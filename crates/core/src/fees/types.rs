//! Fee ledger domain types.
//!
//! This module defines the payment mode enum, receipt numbering helpers,
//! the derived fee summary for a student account, and the validated
//! inputs for the three mutating ledger operations.

use chrono::NaiveDate;
use rust_decimal::Decimal;
use serde::{Deserialize, Serialize};
use uuid::Uuid;

use gurukul_shared::types::round_money;

use super::error::LedgerError;

/// Prefix carried by every receipt number.
pub const RECEIPT_PREFIX: &str = "RCP-";

/// Width the numeric part of a receipt number is zero-padded to.
pub const RECEIPT_PAD_WIDTH: usize = 6;

/// Formats a receipt sequence value as a receipt number.
///
/// Values are zero-padded to six digits (`RCP-000042`); the number simply
/// grows wider once the sequence passes 999999.
#[must_use]
pub fn format_receipt_no(sequence: u64) -> String {
    format!("{RECEIPT_PREFIX}{sequence:06}")
}

/// Parses the sequence value out of a receipt number.
///
/// Returns `None` when the prefix or digits do not match the issued format.
#[must_use]
pub fn parse_receipt_no(receipt_no: &str) -> Option<u64> {
    let digits = receipt_no.strip_prefix(RECEIPT_PREFIX)?;
    if digits.len() < RECEIPT_PAD_WIDTH || !digits.bytes().all(|b| b.is_ascii_digit()) {
        return None;
    }
    digits.parse().ok()
}

/// How a fee payment was made.
///
/// Serialized with the display labels used on receipts
/// (`Cash`, `UPI`, `Card`, `Bank Transfer`).
#[derive(Debug, Clone, Copy, PartialEq, Eq, Hash, Serialize, Deserialize)]
pub enum PaymentMode {
    /// Cash payment at the counter.
    #[serde(rename = "Cash")]
    Cash,
    /// UPI transfer.
    #[serde(rename = "UPI")]
    Upi,
    /// Debit or credit card.
    #[serde(rename = "Card")]
    Card,
    /// Direct bank transfer (NEFT/IMPS).
    #[serde(rename = "Bank Transfer")]
    BankTransfer,
}

impl PaymentMode {
    /// Returns the display label printed on receipts.
    #[must_use]
    pub const fn as_str(&self) -> &'static str {
        match self {
            Self::Cash => "Cash",
            Self::Upi => "UPI",
            Self::Card => "Card",
            Self::BankTransfer => "Bank Transfer",
        }
    }
}

impl std::fmt::Display for PaymentMode {
    fn fmt(&self, f: &mut std::fmt::Formatter<'_>) -> std::fmt::Result {
        write!(f, "{}", self.as_str())
    }
}

/// Derived view of a student's fee position.
///
/// `remaining_fees` and `percent_paid` are never stored; they are computed
/// from the two persisted totals on every read.
#[derive(Debug, Clone, Copy, PartialEq, Eq, Serialize)]
pub struct FeeSummary {
    /// Total fees agreed at admission (may be edited later).
    pub total_fees: Decimal,
    /// Sum of recorded payments after all amendments and reversals.
    pub paid_fees: Decimal,
    /// `total_fees - paid_fees`; negative when over-collected via amendment.
    pub remaining_fees: Decimal,
    /// `paid_fees / total_fees * 100`, rounded to one decimal place.
    pub percent_paid: Decimal,
}

impl FeeSummary {
    /// Computes the derived fields from the stored totals.
    ///
    /// A zero (or non-positive) `total_fees` yields 0% paid rather than a
    /// division error.
    #[must_use]
    pub fn compute(total_fees: Decimal, paid_fees: Decimal) -> Self {
        let remaining_fees = total_fees - paid_fees;
        let percent_paid = if total_fees <= Decimal::ZERO {
            Decimal::ZERO
        } else {
            (paid_fees / total_fees * Decimal::ONE_HUNDRED).round_dp(1)
        };

        Self {
            total_fees,
            paid_fees,
            remaining_fees,
            percent_paid,
        }
    }
}

/// Validated input for recording a new fee payment.
///
/// Construction rejects non-positive amounts up front; the
/// remaining-fees check happens later against the locked student row.
#[derive(Debug, Clone)]
pub struct RecordPaymentInput {
    /// The student being paid for.
    pub student_id: Uuid,
    /// Payment amount, rounded to paise.
    pub amount: Decimal,
    /// How the payment was made.
    pub mode: PaymentMode,
    /// Optional payment date override; defaults to now when absent.
    pub payment_date: Option<NaiveDate>,
    /// Optional free-text remarks.
    pub remarks: Option<String>,
}

impl RecordPaymentInput {
    /// Builds a validated record-payment input.
    ///
    /// # Errors
    ///
    /// Returns `LedgerError::InvalidAmount` if `amount <= 0` after rounding
    /// to paise.
    pub fn new(
        student_id: Uuid,
        amount: Decimal,
        mode: PaymentMode,
        payment_date: Option<NaiveDate>,
        remarks: Option<String>,
    ) -> Result<Self, LedgerError> {
        let amount = round_money(amount);
        if amount <= Decimal::ZERO {
            return Err(LedgerError::InvalidAmount { amount });
        }

        Ok(Self {
            student_id,
            amount,
            mode,
            payment_date,
            remarks: normalize_remarks(remarks),
        })
    }
}

/// Validated input for amending an existing payment.
///
/// Absent fields leave the stored value unchanged. An empty remarks string
/// clears the stored remarks.
#[derive(Debug, Clone)]
pub struct AmendPaymentInput {
    /// The payment being amended.
    pub payment_id: Uuid,
    /// New amount, rounded to paise.
    pub new_amount: Option<Decimal>,
    /// New payment date.
    pub new_payment_date: Option<NaiveDate>,
    /// New remarks; `Some("")` clears them.
    pub new_remarks: Option<String>,
}

impl AmendPaymentInput {
    /// Builds a validated amend-payment input.
    ///
    /// # Errors
    ///
    /// Returns `LedgerError::InvalidAmount` if a new amount is given and is
    /// `<= 0` after rounding to paise.
    pub fn new(
        payment_id: Uuid,
        new_amount: Option<Decimal>,
        new_payment_date: Option<NaiveDate>,
        new_remarks: Option<String>,
    ) -> Result<Self, LedgerError> {
        let new_amount = match new_amount {
            Some(raw) => {
                let rounded = round_money(raw);
                if rounded <= Decimal::ZERO {
                    return Err(LedgerError::InvalidAmount { amount: rounded });
                }
                Some(rounded)
            }
            None => None,
        };

        Ok(Self {
            payment_id,
            new_amount,
            new_payment_date,
            new_remarks,
        })
    }

    /// True when the input changes nothing.
    #[must_use]
    pub const fn is_noop(&self) -> bool {
        self.new_amount.is_none() && self.new_payment_date.is_none() && self.new_remarks.is_none()
    }
}

fn normalize_remarks(remarks: Option<String>) -> Option<String> {
    remarks
        .map(|r| r.trim().to_string())
        .filter(|r| !r.is_empty())
}

#[cfg(test)]
mod tests {
    use super::*;
    use rust_decimal_macros::dec;

    #[test]
    fn test_format_receipt_no_pads_to_six() {
        assert_eq!(format_receipt_no(1), "RCP-000001");
        assert_eq!(format_receipt_no(42), "RCP-000042");
        assert_eq!(format_receipt_no(999_999), "RCP-999999");
    }

    #[test]
    fn test_format_receipt_no_grows_past_six_digits() {
        assert_eq!(format_receipt_no(1_000_000), "RCP-1000000");
    }

    #[test]
    fn test_parse_receipt_no_round_trip() {
        assert_eq!(parse_receipt_no("RCP-000042"), Some(42));
        assert_eq!(parse_receipt_no("RCP-1000000"), Some(1_000_000));
    }

    #[test]
    fn test_parse_receipt_no_rejects_malformed() {
        assert_eq!(parse_receipt_no("RCP-42"), None);
        assert_eq!(parse_receipt_no("RC-000042"), None);
        assert_eq!(parse_receipt_no("RCP-00004x"), None);
        assert_eq!(parse_receipt_no(""), None);
    }

    #[test]
    fn test_payment_mode_labels() {
        assert_eq!(PaymentMode::Cash.to_string(), "Cash");
        assert_eq!(PaymentMode::Upi.to_string(), "UPI");
        assert_eq!(PaymentMode::Card.to_string(), "Card");
        assert_eq!(PaymentMode::BankTransfer.to_string(), "Bank Transfer");
    }

    #[test]
    fn test_payment_mode_serde_labels() {
        let json = serde_json::to_string(&PaymentMode::BankTransfer).unwrap();
        assert_eq!(json, "\"Bank Transfer\"");

        let mode: PaymentMode = serde_json::from_str("\"UPI\"").unwrap();
        assert_eq!(mode, PaymentMode::Upi);

        assert!(serde_json::from_str::<PaymentMode>("\"Cheque\"").is_err());
    }

    #[test]
    fn test_fee_summary_derives_fields() {
        let summary = FeeSummary::compute(dec!(5000), dec!(3000));
        assert_eq!(summary.remaining_fees, dec!(2000));
        assert_eq!(summary.percent_paid, dec!(60.0));
    }

    #[test]
    fn test_fee_summary_zero_total() {
        let summary = FeeSummary::compute(dec!(0), dec!(0));
        assert_eq!(summary.remaining_fees, dec!(0));
        assert_eq!(summary.percent_paid, dec!(0));
    }

    #[test]
    fn test_fee_summary_over_collection() {
        let summary = FeeSummary::compute(dec!(1000), dec!(1200));
        assert_eq!(summary.remaining_fees, dec!(-200));
        assert_eq!(summary.percent_paid, dec!(120.0));
    }

    #[test]
    fn test_record_input_rejects_non_positive() {
        let result =
            RecordPaymentInput::new(Uuid::new_v4(), dec!(0), PaymentMode::Cash, None, None);
        assert!(matches!(result, Err(LedgerError::InvalidAmount { .. })));

        let result =
            RecordPaymentInput::new(Uuid::new_v4(), dec!(-50), PaymentMode::Upi, None, None);
        assert!(matches!(result, Err(LedgerError::InvalidAmount { .. })));
    }

    #[test]
    fn test_record_input_rounds_and_trims() {
        let input = RecordPaymentInput::new(
            Uuid::new_v4(),
            dec!(100.005),
            PaymentMode::Card,
            None,
            Some("  first instalment  ".to_string()),
        )
        .unwrap();

        assert_eq!(input.amount, dec!(100.01));
        assert_eq!(input.remarks.as_deref(), Some("first instalment"));
    }

    #[test]
    fn test_record_input_blank_remarks_dropped() {
        let input = RecordPaymentInput::new(
            Uuid::new_v4(),
            dec!(10),
            PaymentMode::Cash,
            None,
            Some("   ".to_string()),
        )
        .unwrap();
        assert!(input.remarks.is_none());
    }

    #[test]
    fn test_amend_input_validates_new_amount() {
        let result = AmendPaymentInput::new(Uuid::new_v4(), Some(dec!(0)), None, None);
        assert!(matches!(result, Err(LedgerError::InvalidAmount { .. })));

        let input = AmendPaymentInput::new(Uuid::new_v4(), Some(dec!(250.504)), None, None).unwrap();
        assert_eq!(input.new_amount, Some(dec!(250.50)));
    }

    #[test]
    fn test_amend_input_noop_detection() {
        let input = AmendPaymentInput::new(Uuid::new_v4(), None, None, None).unwrap();
        assert!(input.is_noop());

        let input = AmendPaymentInput::new(
            Uuid::new_v4(),
            None,
            NaiveDate::from_ymd_opt(2026, 4, 1),
            None,
        )
        .unwrap();
        assert!(!input.is_noop());
    }
}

### WORK ORDER
Of the entries listed above, reproduce only the lines starting at the line containing "one decimal place." and ending at the line containing "if amount <= Decimal::ZERO". Include both, exactly as they stand.

### TASK RESULT
    /// `paid_fees / total_fees * 100`, rounded to one decimal place.
    pub percent_paid: Decimal,
}

impl FeeSummary {
    /// Computes the derived fields from the stored totals.
    ///
    /// A zero (or non-positive) `total_fees` yields 0% paid rather than a
    /// division error.
    #[must_use]
    pub fn compute(total_fees: Decimal, paid_fees: Decimal) -> Self {
        let remaining_fees = total_fees - paid_fees;
        let percent_paid = if total_fees <= Decimal::ZERO {
            Decimal::ZERO
        } else {
            (paid_fees / total_fees * Decimal::ONE_HUNDRED).round_dp(1)
        };

        Self {
            total_fees,
            paid_fees,
            remaining_fees,
            percent_paid,
        }
    }
}

/// Validated input for recording a new fee payment.
///
/// Construction rejects non-positive amounts up front; the
/// remaining-fees check happens later against the locked student row.
#[derive(Debug, Clone)]
pub struct RecordPaymentInput {
    /// The student being paid for.
    pub student_id: Uuid,
    /// Payment amount, rounded to paise.
    pub amount: Decimal,
    /// How the payment was made.
    pub mode: PaymentMode,
    /// Optional payment date override; defaults to now when absent.
    pub payment_date: Option<NaiveDate>,
    /// Optional free-text remarks.
    pub remarks: Option<String>,
}

impl RecordPaymentInput {
    /// Builds a validated record-payment input.
    ///
    /// # Errors
    ///
    /// Returns `LedgerError::InvalidAmount` if `amount <= 0` after rounding
    /// to paise.
    pub fn new(
        student_id: Uuid,
        amount: Decimal,
        mode: PaymentMode,
        payment_date: Option<NaiveDate>,
        remarks: Option<String>,
    ) -> Result<Self, LedgerError> {
        let amount = round_money(amount);
        if amount <= Decimal::ZERO {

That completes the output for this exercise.